= What the task requires =
Tally up the lines in the following entries where the string "ReportSource" appears, and answer with the number alone.

= Data for review =
━━━━━━━━━━━━━━━━

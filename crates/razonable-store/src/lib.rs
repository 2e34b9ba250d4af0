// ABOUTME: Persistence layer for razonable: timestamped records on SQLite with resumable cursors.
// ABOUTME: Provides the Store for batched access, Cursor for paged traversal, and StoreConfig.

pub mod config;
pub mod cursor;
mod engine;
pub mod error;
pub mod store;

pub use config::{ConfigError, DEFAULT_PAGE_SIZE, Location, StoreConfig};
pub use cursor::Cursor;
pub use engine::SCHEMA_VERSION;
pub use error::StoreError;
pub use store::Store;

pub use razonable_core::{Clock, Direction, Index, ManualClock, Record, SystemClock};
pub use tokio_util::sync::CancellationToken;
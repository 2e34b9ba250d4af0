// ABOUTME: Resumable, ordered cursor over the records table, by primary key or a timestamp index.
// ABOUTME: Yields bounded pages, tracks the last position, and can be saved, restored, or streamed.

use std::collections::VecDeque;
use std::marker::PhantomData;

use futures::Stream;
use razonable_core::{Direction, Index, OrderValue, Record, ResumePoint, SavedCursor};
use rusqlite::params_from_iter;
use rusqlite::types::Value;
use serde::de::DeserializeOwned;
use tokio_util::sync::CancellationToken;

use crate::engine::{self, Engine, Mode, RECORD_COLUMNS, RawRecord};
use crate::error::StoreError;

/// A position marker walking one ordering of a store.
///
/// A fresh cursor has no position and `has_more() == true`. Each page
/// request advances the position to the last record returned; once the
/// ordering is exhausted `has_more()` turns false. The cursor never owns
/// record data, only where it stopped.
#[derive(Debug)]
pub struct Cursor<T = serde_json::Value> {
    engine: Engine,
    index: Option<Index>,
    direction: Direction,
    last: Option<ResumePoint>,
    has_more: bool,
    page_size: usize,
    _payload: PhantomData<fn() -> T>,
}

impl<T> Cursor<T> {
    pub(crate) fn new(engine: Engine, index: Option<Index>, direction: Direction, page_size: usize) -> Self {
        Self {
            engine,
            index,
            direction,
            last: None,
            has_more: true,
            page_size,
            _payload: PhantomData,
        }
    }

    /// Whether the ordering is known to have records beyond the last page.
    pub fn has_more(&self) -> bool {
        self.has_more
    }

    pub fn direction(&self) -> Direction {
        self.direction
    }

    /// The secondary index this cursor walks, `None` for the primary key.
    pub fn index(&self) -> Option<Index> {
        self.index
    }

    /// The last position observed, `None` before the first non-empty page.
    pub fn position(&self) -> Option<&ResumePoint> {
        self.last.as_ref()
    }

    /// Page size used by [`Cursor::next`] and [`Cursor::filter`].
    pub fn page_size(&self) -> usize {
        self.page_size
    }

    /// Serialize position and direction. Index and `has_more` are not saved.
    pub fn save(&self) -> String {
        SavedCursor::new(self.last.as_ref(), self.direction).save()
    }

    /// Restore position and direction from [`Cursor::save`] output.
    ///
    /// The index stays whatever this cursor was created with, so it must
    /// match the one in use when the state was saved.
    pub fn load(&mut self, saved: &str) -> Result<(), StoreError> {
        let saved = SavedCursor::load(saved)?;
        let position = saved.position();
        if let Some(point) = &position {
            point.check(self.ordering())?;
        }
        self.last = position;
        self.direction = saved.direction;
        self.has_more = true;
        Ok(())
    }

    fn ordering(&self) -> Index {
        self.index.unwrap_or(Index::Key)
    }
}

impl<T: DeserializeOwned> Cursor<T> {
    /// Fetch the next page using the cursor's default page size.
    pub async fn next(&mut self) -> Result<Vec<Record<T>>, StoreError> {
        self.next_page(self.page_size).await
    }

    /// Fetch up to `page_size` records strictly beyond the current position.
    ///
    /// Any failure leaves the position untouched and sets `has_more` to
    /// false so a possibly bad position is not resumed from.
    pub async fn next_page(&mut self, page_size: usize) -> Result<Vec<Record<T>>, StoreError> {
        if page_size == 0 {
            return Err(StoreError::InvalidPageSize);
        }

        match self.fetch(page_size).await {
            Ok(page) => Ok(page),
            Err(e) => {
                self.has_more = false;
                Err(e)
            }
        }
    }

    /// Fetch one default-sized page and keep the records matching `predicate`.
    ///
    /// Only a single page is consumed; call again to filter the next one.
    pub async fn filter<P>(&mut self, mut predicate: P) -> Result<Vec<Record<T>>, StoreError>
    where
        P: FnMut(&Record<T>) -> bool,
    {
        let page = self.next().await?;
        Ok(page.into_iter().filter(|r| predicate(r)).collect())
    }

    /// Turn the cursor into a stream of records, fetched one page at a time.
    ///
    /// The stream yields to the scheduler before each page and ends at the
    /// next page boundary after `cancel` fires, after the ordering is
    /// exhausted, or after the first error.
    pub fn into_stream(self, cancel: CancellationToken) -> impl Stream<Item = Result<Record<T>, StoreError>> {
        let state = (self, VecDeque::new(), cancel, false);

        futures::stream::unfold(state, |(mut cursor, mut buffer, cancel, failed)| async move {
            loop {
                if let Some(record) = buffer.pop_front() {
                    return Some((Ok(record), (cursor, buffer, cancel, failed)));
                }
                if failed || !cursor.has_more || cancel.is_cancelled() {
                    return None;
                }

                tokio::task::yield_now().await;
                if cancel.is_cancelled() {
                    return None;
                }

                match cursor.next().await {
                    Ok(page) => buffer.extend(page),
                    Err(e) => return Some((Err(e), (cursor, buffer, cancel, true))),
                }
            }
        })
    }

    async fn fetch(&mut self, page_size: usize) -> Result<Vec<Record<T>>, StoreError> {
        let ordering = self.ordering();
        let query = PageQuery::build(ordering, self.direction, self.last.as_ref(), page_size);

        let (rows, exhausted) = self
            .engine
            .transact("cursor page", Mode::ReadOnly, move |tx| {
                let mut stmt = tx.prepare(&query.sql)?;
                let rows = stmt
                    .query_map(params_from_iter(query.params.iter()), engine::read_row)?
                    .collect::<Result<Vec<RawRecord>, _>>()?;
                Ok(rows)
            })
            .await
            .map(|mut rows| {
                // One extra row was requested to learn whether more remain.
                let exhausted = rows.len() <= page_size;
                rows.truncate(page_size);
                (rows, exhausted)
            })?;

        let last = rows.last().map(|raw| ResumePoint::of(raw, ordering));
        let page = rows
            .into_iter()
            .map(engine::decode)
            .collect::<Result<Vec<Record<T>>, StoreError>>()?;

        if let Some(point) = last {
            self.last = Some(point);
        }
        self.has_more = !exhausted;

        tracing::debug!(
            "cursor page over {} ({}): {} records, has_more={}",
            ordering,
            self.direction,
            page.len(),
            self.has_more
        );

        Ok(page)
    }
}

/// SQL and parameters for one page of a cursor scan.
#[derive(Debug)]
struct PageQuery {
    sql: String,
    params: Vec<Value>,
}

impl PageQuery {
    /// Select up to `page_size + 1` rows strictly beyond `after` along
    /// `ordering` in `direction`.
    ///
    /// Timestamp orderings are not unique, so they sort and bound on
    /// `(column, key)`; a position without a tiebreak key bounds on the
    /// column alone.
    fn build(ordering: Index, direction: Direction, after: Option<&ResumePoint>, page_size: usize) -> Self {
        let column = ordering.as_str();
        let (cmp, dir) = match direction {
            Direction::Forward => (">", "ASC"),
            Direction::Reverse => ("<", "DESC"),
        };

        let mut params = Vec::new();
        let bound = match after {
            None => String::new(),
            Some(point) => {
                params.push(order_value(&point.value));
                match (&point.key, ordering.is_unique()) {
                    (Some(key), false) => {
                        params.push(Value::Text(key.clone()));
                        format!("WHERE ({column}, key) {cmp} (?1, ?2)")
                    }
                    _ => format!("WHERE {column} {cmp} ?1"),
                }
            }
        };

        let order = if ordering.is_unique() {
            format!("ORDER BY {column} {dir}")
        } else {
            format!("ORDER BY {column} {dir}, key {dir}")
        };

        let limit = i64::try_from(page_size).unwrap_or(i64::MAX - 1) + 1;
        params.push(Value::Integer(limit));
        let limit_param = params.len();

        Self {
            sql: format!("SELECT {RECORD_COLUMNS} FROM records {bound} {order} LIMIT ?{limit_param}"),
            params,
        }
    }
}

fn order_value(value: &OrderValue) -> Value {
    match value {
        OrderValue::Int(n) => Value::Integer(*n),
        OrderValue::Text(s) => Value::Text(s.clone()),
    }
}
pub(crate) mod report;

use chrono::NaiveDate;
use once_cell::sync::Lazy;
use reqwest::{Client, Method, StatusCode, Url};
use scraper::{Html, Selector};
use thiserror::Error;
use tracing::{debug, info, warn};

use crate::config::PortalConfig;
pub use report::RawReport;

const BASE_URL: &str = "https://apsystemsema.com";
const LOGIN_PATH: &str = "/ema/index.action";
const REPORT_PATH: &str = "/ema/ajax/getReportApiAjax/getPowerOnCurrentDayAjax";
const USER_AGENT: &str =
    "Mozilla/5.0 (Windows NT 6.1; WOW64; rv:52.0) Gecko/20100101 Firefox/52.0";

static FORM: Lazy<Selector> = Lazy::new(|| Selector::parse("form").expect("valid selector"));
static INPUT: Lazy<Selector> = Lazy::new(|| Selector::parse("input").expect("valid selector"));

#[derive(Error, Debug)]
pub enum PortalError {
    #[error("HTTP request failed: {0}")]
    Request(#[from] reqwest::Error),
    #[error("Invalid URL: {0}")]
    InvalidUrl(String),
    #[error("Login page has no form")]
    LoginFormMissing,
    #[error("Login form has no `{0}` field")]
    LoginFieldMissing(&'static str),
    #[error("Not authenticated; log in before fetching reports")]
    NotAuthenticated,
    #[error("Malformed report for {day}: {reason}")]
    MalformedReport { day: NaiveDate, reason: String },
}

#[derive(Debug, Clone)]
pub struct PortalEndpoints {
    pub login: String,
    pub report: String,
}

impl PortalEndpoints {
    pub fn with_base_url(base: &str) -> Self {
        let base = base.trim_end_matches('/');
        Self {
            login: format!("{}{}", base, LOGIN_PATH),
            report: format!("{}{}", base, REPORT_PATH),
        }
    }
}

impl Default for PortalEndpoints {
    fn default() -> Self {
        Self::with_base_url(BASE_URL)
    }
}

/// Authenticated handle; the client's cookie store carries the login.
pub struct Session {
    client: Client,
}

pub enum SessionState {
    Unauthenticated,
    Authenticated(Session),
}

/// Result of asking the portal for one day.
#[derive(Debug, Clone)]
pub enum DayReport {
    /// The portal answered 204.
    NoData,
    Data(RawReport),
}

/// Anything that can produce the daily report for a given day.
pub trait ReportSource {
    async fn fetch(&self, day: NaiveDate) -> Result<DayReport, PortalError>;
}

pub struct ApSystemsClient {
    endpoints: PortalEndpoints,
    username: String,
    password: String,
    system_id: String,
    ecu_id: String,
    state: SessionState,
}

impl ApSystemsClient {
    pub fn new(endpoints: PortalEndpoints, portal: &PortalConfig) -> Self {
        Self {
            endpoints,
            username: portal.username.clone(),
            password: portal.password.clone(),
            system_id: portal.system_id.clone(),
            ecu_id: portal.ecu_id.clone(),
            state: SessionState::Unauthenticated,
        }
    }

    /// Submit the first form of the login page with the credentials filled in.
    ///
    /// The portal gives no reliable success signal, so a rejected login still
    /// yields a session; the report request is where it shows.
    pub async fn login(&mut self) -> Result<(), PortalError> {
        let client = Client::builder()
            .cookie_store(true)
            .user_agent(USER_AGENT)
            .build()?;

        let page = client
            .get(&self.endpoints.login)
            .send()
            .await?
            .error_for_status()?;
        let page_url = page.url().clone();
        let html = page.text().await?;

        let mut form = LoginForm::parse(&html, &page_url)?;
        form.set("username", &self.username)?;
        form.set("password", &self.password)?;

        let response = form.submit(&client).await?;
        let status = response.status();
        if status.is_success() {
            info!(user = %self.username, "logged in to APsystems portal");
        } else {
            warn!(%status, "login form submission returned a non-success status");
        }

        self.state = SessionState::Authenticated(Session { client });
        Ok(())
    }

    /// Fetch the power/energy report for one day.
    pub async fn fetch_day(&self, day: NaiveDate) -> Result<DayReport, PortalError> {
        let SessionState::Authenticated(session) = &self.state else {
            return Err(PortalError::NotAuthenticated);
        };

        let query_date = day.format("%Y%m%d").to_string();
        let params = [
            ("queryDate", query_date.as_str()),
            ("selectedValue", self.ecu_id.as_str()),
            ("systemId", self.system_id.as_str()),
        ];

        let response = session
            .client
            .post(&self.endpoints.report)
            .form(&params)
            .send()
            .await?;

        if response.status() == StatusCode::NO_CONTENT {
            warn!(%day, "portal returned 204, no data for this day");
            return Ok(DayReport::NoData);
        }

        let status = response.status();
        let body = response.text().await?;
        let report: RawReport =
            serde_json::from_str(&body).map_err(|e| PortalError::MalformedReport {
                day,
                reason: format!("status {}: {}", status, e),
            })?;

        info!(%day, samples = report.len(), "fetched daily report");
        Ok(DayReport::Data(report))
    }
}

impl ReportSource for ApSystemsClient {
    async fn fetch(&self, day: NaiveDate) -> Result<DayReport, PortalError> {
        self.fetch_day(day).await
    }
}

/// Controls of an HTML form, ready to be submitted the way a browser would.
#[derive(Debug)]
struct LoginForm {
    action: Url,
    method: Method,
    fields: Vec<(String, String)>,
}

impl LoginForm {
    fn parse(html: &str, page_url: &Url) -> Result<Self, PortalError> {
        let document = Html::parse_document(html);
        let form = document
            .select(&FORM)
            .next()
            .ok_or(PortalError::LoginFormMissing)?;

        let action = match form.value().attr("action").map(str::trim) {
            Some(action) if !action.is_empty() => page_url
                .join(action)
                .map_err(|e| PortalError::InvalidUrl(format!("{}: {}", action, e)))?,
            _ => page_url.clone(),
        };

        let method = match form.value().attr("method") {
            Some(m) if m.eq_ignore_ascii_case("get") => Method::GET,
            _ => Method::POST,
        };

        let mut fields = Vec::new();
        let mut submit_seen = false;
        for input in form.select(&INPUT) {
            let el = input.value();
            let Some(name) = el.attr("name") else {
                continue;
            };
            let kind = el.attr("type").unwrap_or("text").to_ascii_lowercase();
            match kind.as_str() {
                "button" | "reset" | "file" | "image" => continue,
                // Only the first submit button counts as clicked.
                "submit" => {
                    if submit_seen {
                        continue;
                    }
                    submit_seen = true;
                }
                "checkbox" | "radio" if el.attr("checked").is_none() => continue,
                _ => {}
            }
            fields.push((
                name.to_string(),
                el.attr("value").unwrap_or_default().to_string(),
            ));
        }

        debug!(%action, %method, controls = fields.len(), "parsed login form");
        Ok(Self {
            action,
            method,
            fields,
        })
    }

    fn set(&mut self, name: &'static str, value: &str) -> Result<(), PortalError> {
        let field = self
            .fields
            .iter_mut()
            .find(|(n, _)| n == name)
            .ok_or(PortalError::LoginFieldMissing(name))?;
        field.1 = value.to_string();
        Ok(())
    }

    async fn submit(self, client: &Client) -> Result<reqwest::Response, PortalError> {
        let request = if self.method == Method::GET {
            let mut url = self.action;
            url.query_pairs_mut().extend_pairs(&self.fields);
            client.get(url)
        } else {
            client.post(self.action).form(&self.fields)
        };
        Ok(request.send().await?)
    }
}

━━━━━━━━━━━━━━━━

= Task result =
2